(Stored items from a collection)
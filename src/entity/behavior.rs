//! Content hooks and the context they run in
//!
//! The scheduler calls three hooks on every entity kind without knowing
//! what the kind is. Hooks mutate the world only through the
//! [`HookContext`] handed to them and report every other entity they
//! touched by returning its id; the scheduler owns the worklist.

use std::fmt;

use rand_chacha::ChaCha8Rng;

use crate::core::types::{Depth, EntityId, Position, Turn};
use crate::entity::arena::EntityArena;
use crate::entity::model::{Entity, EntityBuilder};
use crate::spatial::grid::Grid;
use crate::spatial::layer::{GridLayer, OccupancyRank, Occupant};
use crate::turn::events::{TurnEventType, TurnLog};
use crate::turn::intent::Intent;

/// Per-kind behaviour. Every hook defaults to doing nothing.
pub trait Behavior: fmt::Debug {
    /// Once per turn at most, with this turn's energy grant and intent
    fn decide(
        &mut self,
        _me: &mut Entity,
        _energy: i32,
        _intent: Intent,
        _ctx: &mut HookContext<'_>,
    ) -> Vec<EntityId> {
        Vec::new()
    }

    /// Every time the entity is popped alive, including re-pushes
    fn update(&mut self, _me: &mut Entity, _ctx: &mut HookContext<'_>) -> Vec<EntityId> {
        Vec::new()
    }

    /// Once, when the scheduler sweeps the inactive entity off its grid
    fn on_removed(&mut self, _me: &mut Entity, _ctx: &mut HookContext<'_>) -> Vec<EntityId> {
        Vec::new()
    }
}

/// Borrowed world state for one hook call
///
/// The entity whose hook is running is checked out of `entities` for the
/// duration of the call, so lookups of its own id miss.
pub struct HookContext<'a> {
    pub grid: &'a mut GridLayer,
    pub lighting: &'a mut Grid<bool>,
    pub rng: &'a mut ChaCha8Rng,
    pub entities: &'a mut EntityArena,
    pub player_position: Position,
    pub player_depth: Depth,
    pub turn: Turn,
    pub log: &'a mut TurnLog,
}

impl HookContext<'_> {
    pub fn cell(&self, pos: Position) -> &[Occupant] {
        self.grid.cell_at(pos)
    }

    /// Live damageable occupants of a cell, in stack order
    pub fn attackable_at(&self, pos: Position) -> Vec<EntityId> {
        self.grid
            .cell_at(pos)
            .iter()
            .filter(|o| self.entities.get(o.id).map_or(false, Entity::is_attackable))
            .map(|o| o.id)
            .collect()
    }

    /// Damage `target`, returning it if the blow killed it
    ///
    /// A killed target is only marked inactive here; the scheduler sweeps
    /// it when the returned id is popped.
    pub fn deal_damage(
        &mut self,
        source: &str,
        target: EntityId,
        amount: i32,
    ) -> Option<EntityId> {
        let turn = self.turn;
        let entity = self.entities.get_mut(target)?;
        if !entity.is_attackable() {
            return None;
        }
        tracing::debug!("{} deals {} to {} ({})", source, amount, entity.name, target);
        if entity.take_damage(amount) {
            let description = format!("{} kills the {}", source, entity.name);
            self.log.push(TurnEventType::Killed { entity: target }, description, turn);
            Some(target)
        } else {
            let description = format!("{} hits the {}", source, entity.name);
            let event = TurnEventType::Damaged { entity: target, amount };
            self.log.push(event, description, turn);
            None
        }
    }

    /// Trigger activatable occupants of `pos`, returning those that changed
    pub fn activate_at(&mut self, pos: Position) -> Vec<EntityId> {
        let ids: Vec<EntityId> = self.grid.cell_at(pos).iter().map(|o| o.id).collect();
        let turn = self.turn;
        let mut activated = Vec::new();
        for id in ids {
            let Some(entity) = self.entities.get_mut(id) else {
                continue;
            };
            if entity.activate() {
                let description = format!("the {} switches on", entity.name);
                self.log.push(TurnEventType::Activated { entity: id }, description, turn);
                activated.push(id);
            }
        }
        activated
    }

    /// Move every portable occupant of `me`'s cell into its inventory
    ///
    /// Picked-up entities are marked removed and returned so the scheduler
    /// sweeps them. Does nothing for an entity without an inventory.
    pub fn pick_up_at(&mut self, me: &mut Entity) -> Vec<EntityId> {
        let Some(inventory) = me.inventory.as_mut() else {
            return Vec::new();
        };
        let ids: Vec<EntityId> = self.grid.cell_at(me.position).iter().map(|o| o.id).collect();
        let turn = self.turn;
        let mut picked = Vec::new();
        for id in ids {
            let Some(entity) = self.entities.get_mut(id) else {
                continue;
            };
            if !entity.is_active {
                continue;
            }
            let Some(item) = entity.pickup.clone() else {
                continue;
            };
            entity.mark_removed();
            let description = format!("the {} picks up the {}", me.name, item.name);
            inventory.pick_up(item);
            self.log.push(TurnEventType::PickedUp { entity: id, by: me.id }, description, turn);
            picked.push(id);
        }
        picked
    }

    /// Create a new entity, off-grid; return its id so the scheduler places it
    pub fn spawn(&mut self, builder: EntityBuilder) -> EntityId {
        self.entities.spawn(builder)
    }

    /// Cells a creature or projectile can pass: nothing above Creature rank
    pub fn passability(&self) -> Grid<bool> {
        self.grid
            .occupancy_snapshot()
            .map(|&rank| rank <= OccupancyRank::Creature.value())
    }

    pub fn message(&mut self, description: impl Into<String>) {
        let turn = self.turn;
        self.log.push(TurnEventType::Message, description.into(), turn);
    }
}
* * *
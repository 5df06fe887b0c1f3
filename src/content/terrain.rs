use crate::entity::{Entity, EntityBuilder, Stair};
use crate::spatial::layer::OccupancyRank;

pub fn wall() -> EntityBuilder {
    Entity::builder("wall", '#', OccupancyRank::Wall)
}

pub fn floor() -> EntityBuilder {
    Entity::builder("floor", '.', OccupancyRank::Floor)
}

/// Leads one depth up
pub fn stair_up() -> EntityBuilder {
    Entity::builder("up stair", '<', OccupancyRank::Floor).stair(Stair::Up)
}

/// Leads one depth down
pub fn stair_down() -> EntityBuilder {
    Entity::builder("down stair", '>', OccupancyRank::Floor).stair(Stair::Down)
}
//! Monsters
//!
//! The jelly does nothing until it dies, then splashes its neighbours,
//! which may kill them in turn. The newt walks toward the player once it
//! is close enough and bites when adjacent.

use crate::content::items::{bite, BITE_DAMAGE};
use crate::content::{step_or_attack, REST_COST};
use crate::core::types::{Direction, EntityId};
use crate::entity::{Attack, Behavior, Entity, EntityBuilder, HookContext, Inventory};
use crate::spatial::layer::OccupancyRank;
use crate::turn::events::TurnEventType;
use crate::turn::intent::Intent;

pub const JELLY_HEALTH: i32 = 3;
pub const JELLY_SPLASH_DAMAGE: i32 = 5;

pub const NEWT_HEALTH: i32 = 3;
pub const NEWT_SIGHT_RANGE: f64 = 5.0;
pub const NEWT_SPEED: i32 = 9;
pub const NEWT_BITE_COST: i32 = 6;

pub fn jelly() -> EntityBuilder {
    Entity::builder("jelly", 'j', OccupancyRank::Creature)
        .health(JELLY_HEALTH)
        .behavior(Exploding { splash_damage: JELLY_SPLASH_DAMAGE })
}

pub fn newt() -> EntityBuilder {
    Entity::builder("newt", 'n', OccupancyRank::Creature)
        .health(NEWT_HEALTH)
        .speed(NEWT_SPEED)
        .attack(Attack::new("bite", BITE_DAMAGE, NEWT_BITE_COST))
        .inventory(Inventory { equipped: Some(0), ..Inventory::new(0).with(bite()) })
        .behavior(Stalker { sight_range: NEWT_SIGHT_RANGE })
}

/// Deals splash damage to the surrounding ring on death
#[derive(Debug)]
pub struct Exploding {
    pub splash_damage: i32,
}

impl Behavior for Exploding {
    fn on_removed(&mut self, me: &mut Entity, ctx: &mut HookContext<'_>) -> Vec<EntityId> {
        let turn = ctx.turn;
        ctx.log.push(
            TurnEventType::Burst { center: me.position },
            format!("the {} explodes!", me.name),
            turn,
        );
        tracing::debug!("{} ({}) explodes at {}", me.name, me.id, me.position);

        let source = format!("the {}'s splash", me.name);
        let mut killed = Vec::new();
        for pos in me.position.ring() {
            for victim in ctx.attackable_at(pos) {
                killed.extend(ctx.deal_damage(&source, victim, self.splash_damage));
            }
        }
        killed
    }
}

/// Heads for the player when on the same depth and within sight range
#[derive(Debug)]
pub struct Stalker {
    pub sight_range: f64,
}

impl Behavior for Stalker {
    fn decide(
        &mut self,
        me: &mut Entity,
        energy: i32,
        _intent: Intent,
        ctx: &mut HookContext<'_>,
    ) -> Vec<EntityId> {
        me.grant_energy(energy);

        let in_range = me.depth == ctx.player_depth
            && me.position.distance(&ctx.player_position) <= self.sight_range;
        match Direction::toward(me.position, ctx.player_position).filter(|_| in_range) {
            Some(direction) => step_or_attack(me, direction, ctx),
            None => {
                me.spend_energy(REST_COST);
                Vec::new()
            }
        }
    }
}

- [Task requirements]:
Above are the records; repeat exactly the lines from the one holding "id is popped." down to the one holding "pub fn pick_up_at(&mut", end lines included.

- [Your response]:
    /// it when the returned id is popped.
    pub fn deal_damage(
        &mut self,
        source: &str,
        target: EntityId,
        amount: i32,
    ) -> Option<EntityId> {
        let turn = self.turn;
        let entity = self.entities.get_mut(target)?;
        if !entity.is_attackable() {
            return None;
        }
        tracing::debug!("{} deals {} to {} ({})", source, amount, entity.name, target);
        if entity.take_damage(amount) {
            let description = format!("{} kills the {}", source, entity.name);
            self.log.push(TurnEventType::Killed { entity: target }, description, turn);
            Some(target)
        } else {
            let description = format!("{} hits the {}", source, entity.name);
            let event = TurnEventType::Damaged { entity: target, amount };
            self.log.push(event, description, turn);
            None
        }
    }

    /// Trigger activatable occupants of `pos`, returning those that changed
    pub fn activate_at(&mut self, pos: Position) -> Vec<EntityId> {
        let ids: Vec<EntityId> = self.grid.cell_at(pos).iter().map(|o| o.id).collect();
        let turn = self.turn;
        let mut activated = Vec::new();
        for id in ids {
            let Some(entity) = self.entities.get_mut(id) else {
                continue;
            };
            if entity.activate() {
                let description = format!("the {} switches on", entity.name);
                self.log.push(TurnEventType::Activated { entity: id }, description, turn);
                activated.push(id);
            }
        }
        activated
    }

    /// Move every portable occupant of `me`'s cell into its inventory
    ///
    /// Picked-up entities are marked removed and returned so the scheduler
    /// sweeps them. Does nothing for an entity without an inventory.
    pub fn pick_up_at(&mut self, me: &mut Entity) -> Vec<EntityId> {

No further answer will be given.